Predicting Healthcare Workload in Pediatric Home Hospitalization: The Role of Patient Complexity and Family Participation
Round 1
Reviewer 1 Report
Comments and Suggestions for AuthorsI read this manuscript and found it of certain interest. However, it needs revision: The research design demonstrates merit in its prospective data collection and potential practical applications.
1. The authors do not provide any data about sample size calculations or power analyses for the dataset (training time: n=189; visiting time: n=1,333). Please clarify the methods for calculating sample sizes that justify the detection of clinically meaningful differences. Also, please make a post-hoc power analysis to determine whether non-significant findings reflect true null effects or inadequate statistical power. You also need to explain the substantial discrepancy between dataset sizes and explain how this may introduce selection bias.
2. We need a flow diagram to clarify how training and visiting records were derived from your cohort.
3. The inclusion and exclusion criteria should be more clear.
4. Please add an explanation for "admission" vs. "visit" and the relation between these units of analysis
5. The training times were manually recorded by "a single nurse", raising concerns about inter-rater reliability and observer fatigue.​
6. No information was provided regarding training or standardization of the data collector.
7. Visiting time was utilized by automated software (Routal.com), but no validation of this instrument is presented.
8. You add the "Observation," "Health education," and "IM antibiotic treatment" in the "Other" groups heterogeneous care types without a rationale.​
9. The decision to preserve "Infusions of platelets, antivirals, antifungals, or chemotherapy" as a separate category despite n=2 (training dataset) and n=10 (visiting dataset) violates standard statistical practice for sparse data.
10. With 15 pairwise comparisons for age groups and 15 for care types, more conservative corrections (e.g., Bonferroni-Holm) should be considered.
11. The clinical significance of statistically significant differences is not adequately discussed.
12. The multivariable regression model for visiting time (Table 3) has several weaknesses: Model diagnostics, such as residual plots, multicollinearity assessment, and influence statistics, are not presented. The model R² or adjusted R² is not reported. Finally, no internal or external validation of the predictive model is conducted. The clinical applicability of the model is questionable, given the large standard errors relative to mean visiting times.
13. The manuscript does not address how findings might translate to healthcare systems with different staffing models or family structures.
14. The definition of clinical complexity as "clinical chronic conditions and/or social factors that increase the difficulty of providing care" is vague:.
15 Most of the figures present boxplots without outlier criteria or sample sizes within each category.
Author Response
Please see the attachment.
Author Response File:
Author Response.pdf
Reviewer 2 Report
Comments and Suggestions for AuthorsMany thanks to the editor for allowing me to conduct a critical and detailed review of the manuscript entitled “Predicting Healthcare Workload in Pediatric Home Hospitalization: The Role of Patient Complexity and Family Participation.”

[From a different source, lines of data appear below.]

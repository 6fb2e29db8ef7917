//! CLI module for driftwatch
//!
//! Argument parsing, command handlers and logging setup for the
//! `driftwatch` binary.

mod args;
mod commands;
mod logging;

pub use args::{parse_args, CheckArgs, Cli, Command, ConfigArgs, OutputFormat, StatsArgs};
pub use commands::{run_command, RunStatus};
pub use logging::{init_logging, level_filter};
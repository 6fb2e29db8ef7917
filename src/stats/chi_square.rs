//! Chi-square test of a 2×K contingency table.

use std::collections::{BTreeMap, BTreeSet};

use statrs::distribution::{ChiSquared, ContinuousCDF};

/// Chi-square statistic, p-value and degrees of freedom
#[derive(Debug, Clone, Copy, PartialEq)]
pub struct ChiSquareOutcome {
    pub statistic: f64,
    pub p_value: f64,
    pub dof: usize,
}

/// Test whether two category histograms come from the same distribution.
///
/// Rows are (reference, current), columns the union of categories with
/// zero-filled gaps. Yates' correction is applied for one degree of
/// freedom. Returns `None` when any expected count is zero (an empty
/// side) or the distribution cannot be built.
pub fn chi_square_contingency(
    reference: &BTreeMap<String, usize>,
    current: &BTreeMap<String, usize>,
) -> Option<ChiSquareOutcome> {
    let categories: BTreeSet<&String> = reference.keys().chain(current.keys()).collect();
    if categories.is_empty() {
        return None;
    }

    let rows: [Vec<f64>; 2] = [
        categories.iter().map(|&c| count(reference, c)).collect(),
        categories.iter().map(|&c| count(current, c)).collect(),
    ];
    let row_totals: [f64; 2] = [rows[0].iter().sum(), rows[1].iter().sum()];
    let grand_total = row_totals[0] + row_totals[1];
    let col_totals: Vec<f64> = (0..categories.len()).map(|k| rows[0][k] + rows[1][k]).collect();

    let expected: Vec<[f64; 2]> = col_totals
        .iter()
        .map(|&col| [row_totals[0] * col / grand_total, row_totals[1] * col / grand_total])
        .collect();
    if expected.iter().flatten().any(|&e| !(e > 0.0)) {
        return None;
    }

    let dof = categories.len() - 1;
    if dof == 0 {
        return Some(ChiSquareOutcome { statistic: 0.0, p_value: 1.0, dof });
    }

    let mut statistic = 0.0;
    for (k, exp) in expected.iter().enumerate() {
        for (row, &e) in rows.iter().zip(exp) {
            let mut diff = (row[k] - e).abs();
            if dof == 1 {
                diff -= diff.min(0.5);
            }
            statistic += diff * diff / e;
        }
    }

    let p_value = ChiSquared::new(dof as f64).ok()?.sf(statistic);
    if !p_value.is_finite() {
        return None;
    }

    Some(ChiSquareOutcome { statistic, p_value: p_value.clamp(0.0, 1.0), dof })
}

fn count(histogram: &BTreeMap<String, usize>, category: &str) -> f64 {
    histogram.get(category).copied().unwrap_or(0) as f64
}
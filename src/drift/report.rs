//! Drift report: aggregation, severity, and its views.

use std::fmt::Write as _;

use chrono::{DateTime, SecondsFormat, Utc};
use serde::{Deserialize, Serialize};
use tracing::{error, warn};

use super::types::{DriftTestResult, Severity, TestFamily};
use crate::error::Result;

const RULE_WIDTH: usize = 70;

/// Outcome of one `detect_drift` call.
///
/// Built in a single pass by the engine and read-only afterwards: fields
/// are private and only getters are exposed.
#[derive(Debug, Clone, PartialEq, Serialize, Deserialize)]
pub struct DriftReport {
    timestamp: DateTime<Utc>,
    reference_period: String,
    current_period: String,
    reference_size: usize,
    current_size: usize,
    drift_detected: bool,
    overall_severity: Severity,
    #[serde(with = "column_map")]
    ks_tests: Vec<DriftTestResult>,
    #[serde(with = "column_map")]
    wasserstein_tests: Vec<DriftTestResult>,
    #[serde(with = "column_map")]
    psi_tests: Vec<DriftTestResult>,
    #[serde(with = "column_map")]
    chi_square_tests: Vec<DriftTestResult>,
    missing_columns: Vec<String>,
    #[serde(default)]
    incompatible_columns: Vec<String>,
}

impl DriftReport {
    pub fn timestamp(&self) -> DateTime<Utc> {
        self.timestamp
    }

    pub fn reference_period(&self) -> &str {
        &self.reference_period
    }

    pub fn current_period(&self) -> &str {
        &self.current_period
    }

    pub fn reference_size(&self) -> usize {
        self.reference_size
    }

    pub fn current_size(&self) -> usize {
        self.current_size
    }

    /// True iff any test flagged drift or a reference column is missing
    pub fn drift_detected(&self) -> bool {
        self.drift_detected
    }

    pub fn overall_severity(&self) -> Severity {
        self.overall_severity
    }

    /// Reference columns absent from the current snapshot
    pub fn missing_columns(&self) -> &[String] {
        &self.missing_columns
    }

    /// Continuous reference columns that arrived non-numeric
    pub fn incompatible_columns(&self) -> &[String] {
        &self.incompatible_columns
    }

    /// Results of one test family, in reference column order
    pub fn results(&self, family: TestFamily) -> &[DriftTestResult] {
        match family {
            TestFamily::Ks => &self.ks_tests,
            TestFamily::Wasserstein => &self.wasserstein_tests,
            TestFamily::Psi => &self.psi_tests,
            TestFamily::ChiSquare => &self.chi_square_tests,
        }
    }

    /// Result of `family` for `column`, if that test ran
    pub fn result(&self, family: TestFamily, column: &str) -> Option<&DriftTestResult> {
        self.results(family).iter().find(|r| r.column == column)
    }

    /// Every result across families
    pub fn all_results(&self) -> impl Iterator<Item = &DriftTestResult> {
        TestFamily::ALL.into_iter().flat_map(move |family| self.results(family))
    }

    /// Missing columns followed by columns with any flagged test, without duplicates
    pub fn affected_columns(&self) -> Vec<String> {
        let mut columns: Vec<String> = self.missing_columns.clone();
        for result in self.all_results().filter(|r| r.drift_detected) {
            if !columns.contains(&result.column) {
                columns.push(result.column.clone());
            }
        }
        columns
    }

    /// Nested mapping of the whole report.
    ///
    /// Non-finite statistics become `null` and are logged. A serialization
    /// error is logged and yields `Value::Null`, which
    /// [`DriftHistory`](super::DriftHistory) refuses to record.
    pub fn to_dict(&self) -> serde_json::Value {
        for result in self.all_results().filter(|r| !r.statistic.is_finite()) {
            warn!(
                test = %result.test,
                column = %result.column,
                "Non-finite statistic serializes as null"
            );
        }
        match serde_json::to_value(self) {
            Ok(value) => value,
            Err(e) => {
                error!(error = %e, "Failed to convert drift report to a mapping");
                serde_json::Value::Null
            }
        }
    }

    /// Pretty-printed JSON
    pub fn to_json(&self) -> Result<String> {
        Ok(serde_json::to_string_pretty(self)?)
    }

    /// Parse a report previously produced by [`DriftReport::to_json`]
    pub fn from_json(json: &str) -> Result<Self> {
        Ok(serde_json::from_str(json)?)
    }

    /// Human-readable multi-line rendering
    pub fn summary(&self) -> String {
        let rule = "=".repeat(RULE_WIDTH);
        let mut out = String::new();

        let _ = writeln!(out, "{rule}");
        let _ = writeln!(out, "DATA DRIFT DETECTION REPORT");
        let _ = writeln!(out, "{rule}");
        let _ = writeln!(out);
        let _ = writeln!(
            out,
            "Reference Period: {} ({} records)",
            self.reference_period, self.reference_size
        );
        let _ = writeln!(
            out,
            "Current Period:   {} ({} records)",
            self.current_period, self.current_size
        );
        let _ = writeln!(
            out,
            "Timestamp:        {}",
            self.timestamp.to_rfc3339_opts(SecondsFormat::Secs, true)
        );
        let _ = writeln!(out);
        let verdict = if self.drift_detected { "DRIFT DETECTED" } else { "NO DRIFT DETECTED" };
        let _ = writeln!(out, "OVERALL VERDICT: {verdict}");
        let _ = writeln!(out, "Severity Level:   {}", self.overall_severity);

        if !self.missing_columns.is_empty() {
            let _ = writeln!(out);
            let _ = writeln!(out, "Missing Columns ({}):", self.missing_columns.len());
            for column in &self.missing_columns {
                let _ = writeln!(out, "   - {column}");
            }
        }

        if !self.incompatible_columns.is_empty() {
            let _ = writeln!(out);
            let _ = writeln!(
                out,
                "Incompatible Columns ({}, tests not applicable):",
                self.incompatible_columns.len()
            );
            for column in &self.incompatible_columns {
                let _ = writeln!(out, "   - {column}");
            }
        }

        for family in TestFamily::ALL {
            let results = self.results(family);
            if results.is_empty() {
                continue;
            }
            let _ = writeln!(out);
            let _ = writeln!(out, "{} ({} features):", family.name(), results.len());
            for result in results {
                let status = match (result.drift_detected, result.severity) {
                    (true, Some(band)) => format!("DRIFT ({band})"),
                    (true, None) => "DRIFT".to_string(),
                    (false, _) => "OK".to_string(),
                };
                let _ = writeln!(
                    out,
                    "   {:20} {:15} ({}={:.6})",
                    result.column,
                    status,
                    family.statistic_label(),
                    result.headline_value()
                );
            }
        }

        let _ = writeln!(out);
        out.push_str(&rule);
        out
    }
}

impl std::fmt::Display for DriftReport {
    fn fmt(&self, f: &mut std::fmt::Formatter<'_>) -> std::fmt::Result {
        f.write_str(&self.summary())
    }
}

/// Single-pass report construction. Only the engine holds one.
#[derive(Debug)]
pub(crate) struct ReportBuilder {
    report: DriftReport,
}

impl ReportBuilder {
    pub(crate) fn new(
        reference_period: impl Into<String>,
        current_period: impl Into<String>,
        reference_size: usize,
        current_size: usize,
    ) -> Self {
        Self {
            report: DriftReport {
                timestamp: Utc::now(),
                reference_period: reference_period.into(),
                current_period: current_period.into(),
                reference_size,
                current_size,
                drift_detected: false,
                overall_severity: Severity::Low,
                ks_tests: Vec::new(),
                wasserstein_tests: Vec::new(),
                psi_tests: Vec::new(),
                chi_square_tests: Vec::new(),
                missing_columns: Vec::new(),
                incompatible_columns: Vec::new(),
            },
        }
    }

    pub(crate) fn add_result(&mut self, result: DriftTestResult) {
        let report = &mut self.report;
        if result.drift_detected {
            report.drift_detected = true;
            if result.test == TestFamily::Psi {
                report.overall_severity = report.overall_severity.escalate(Severity::High);
            }
        }
        match result.test {
            TestFamily::Ks => report.ks_tests.push(result),
            TestFamily::Wasserstein => report.wasserstein_tests.push(result),
            TestFamily::Psi => report.psi_tests.push(result),
            TestFamily::ChiSquare => report.chi_square_tests.push(result),
        }
    }

    pub(crate) fn add_missing_column(&mut self, column: impl Into<String>) {
        let report = &mut self.report;
        report.missing_columns.push(column.into());
        report.drift_detected = true;
        report.overall_severity = report.overall_severity.escalate(Severity::Critical);
    }

    pub(crate) fn add_incompatible_column(&mut self, column: impl Into<String>) {
        self.report.incompatible_columns.push(column.into());
    }

    pub(crate) fn finish(self) -> DriftReport {
        self.report
    }
}

/// Serializes a family's results as an ordered `column -> result` map.
mod column_map {
    use serde::de::{MapAccess, Visitor};
    use serde::ser::SerializeMap;
    use serde::{Deserialize, Deserializer, Serialize, Serializer};

    use super::super::types::{DriftTestResult, Severity, TestFamily};

    #[derive(Serialize)]
    struct EntryRef<'a> {
        test: TestFamily,
        statistic: f64,
        #[serde(skip_serializing_if = "Option::is_none")]
        p_value: Option<f64>,
        drift_detected: bool,
        interpretation: &'a str,
        #[serde(skip_serializing_if = "Option::is_none")]
        severity: Option<Severity>,
    }

    #[derive(Deserialize)]
    struct Entry {
        test: TestFamily,
        statistic: f64,
        #[serde(default)]
        p_value: Option<f64>,
        drift_detected: bool,
        #[serde(default)]
        severity: Option<Severity>,
    }

    pub(super) fn serialize<S: Serializer>(
        results: &[DriftTestResult],
        serializer: S,
    ) -> Result<S::Ok, S::Error> {
        let mut map = serializer.serialize_map(Some(results.len()))?;
        for r in results {
            let entry = EntryRef {
                test: r.test,
                statistic: r.statistic,
                p_value: r.p_value,
                drift_detected: r.drift_detected,
                interpretation: r.interpretation(),
                severity: r.severity,
            };
            map.serialize_entry(&r.column, &entry)?;
        }
        map.end()
    }

    pub(super) fn deserialize<'de, D: Deserializer<'de>>(
        deserializer: D,
    ) -> Result<Vec<DriftTestResult>, D::Error> {
        struct ColumnMapVisitor;

        impl<'de> Visitor<'de> for ColumnMapVisitor {
            type Value = Vec<DriftTestResult>;

            fn expecting(&self, f: &mut std::fmt::Formatter<'_>) -> std::fmt::Result {
                f.write_str("a map from column name to test result")
            }

            fn visit_map<A: MapAccess<'de>>(self, mut access: A) -> Result<Self::Value, A::Error> {
                let mut results = Vec::with_capacity(access.size_hint().unwrap_or(0));
                while let Some((column, entry)) = access.next_entry::<String, Entry>()? {
                    results.push(DriftTestResult {
                        test: entry.test,
                        column,
                        statistic: entry.statistic,
                        p_value: entry.p_value,
                        drift_detected: entry.drift_detected,
                        severity: entry.severity,
                    });
                }
                Ok(results)
            }
        }

        deserializer.deserialize_map(ColumnMapVisitor)
    }
}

Below, I comment on some aspects that I hope will be constructive for improving the manuscript.
- Executive summary. In my opinion, the work is novel and relevant: quantifying and predicting the direct healthcare workload (training time and visit time) in a pediatric home hospitalization program. The prospective design and the availability of a large volume of visit records (n = 1,333) are strengths. However, there are methodological and analytical shortcomings that must be addressed before the conclusions can be considered robust and generalizable. Below, I detail the positive points, the main limitations, and the specific improvements required.
- Positive aspects. Clinical and organizational relevance. The article responds to a real need for resource planning in pediatric HAH; prospective design and real routine data.
The use of automatic records (Routal) for visiting time brings objectivity to a significant part of the dataset; Sample size for visiting time. 1,333 records is a good basis for descriptive analysis and exploratory modeling of visiting time; Nonparametric analysis and use of post-hoc tests. Kruskal–Wallis and Dunn are appropriate for asymmetric distributions; Practical applicability. Attempt to transform results into operational rules (time classification) useful for managers.
- Weaknesses and critical points (methodology and analysis)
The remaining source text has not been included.